**WORK TASK:** The word "server" may appear in lines of the data; say how many such lines there are, with nothing beyond the number.

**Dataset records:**
________________
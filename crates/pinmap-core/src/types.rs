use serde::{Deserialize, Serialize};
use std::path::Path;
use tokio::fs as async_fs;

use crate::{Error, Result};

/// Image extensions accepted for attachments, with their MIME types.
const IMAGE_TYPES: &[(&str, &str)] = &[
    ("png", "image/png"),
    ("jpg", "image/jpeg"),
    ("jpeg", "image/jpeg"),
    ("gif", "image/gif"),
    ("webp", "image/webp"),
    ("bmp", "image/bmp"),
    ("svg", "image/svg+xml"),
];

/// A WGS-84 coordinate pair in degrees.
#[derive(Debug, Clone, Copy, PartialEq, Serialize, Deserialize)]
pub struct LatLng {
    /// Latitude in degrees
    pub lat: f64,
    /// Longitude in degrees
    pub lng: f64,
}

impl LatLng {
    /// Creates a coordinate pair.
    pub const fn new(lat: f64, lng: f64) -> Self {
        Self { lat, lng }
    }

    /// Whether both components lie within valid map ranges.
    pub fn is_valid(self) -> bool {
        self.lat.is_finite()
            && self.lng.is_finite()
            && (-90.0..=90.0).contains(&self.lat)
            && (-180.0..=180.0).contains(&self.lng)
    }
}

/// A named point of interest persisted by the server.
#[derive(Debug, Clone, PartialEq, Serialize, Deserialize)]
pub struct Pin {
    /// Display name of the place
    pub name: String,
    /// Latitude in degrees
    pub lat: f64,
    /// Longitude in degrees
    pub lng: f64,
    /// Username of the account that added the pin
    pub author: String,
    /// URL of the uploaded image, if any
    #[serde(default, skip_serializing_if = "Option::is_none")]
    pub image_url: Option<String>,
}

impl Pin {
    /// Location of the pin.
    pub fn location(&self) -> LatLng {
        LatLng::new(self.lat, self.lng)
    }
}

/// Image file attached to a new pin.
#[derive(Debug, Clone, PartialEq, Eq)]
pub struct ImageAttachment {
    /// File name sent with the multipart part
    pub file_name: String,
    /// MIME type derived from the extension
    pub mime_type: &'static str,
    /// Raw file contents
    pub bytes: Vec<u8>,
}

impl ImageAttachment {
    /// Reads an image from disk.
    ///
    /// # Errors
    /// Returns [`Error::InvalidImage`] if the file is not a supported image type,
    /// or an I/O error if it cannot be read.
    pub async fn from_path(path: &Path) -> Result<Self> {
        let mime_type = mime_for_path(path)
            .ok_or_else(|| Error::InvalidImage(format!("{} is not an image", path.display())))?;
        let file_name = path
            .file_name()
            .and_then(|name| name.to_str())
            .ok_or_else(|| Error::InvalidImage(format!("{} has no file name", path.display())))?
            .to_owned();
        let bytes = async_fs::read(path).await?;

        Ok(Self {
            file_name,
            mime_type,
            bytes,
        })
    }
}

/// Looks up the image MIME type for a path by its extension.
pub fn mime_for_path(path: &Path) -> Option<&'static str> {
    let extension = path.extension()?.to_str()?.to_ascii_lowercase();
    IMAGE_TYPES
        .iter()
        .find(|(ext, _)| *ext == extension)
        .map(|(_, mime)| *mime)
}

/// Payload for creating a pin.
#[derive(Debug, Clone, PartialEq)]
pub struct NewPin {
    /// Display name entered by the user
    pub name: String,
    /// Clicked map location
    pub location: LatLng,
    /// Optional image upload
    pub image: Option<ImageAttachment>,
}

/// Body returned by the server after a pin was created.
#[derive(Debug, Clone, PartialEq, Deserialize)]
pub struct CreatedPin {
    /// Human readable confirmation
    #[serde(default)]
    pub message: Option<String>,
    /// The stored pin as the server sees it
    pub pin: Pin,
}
________________
**TASK SOLUTION:** 3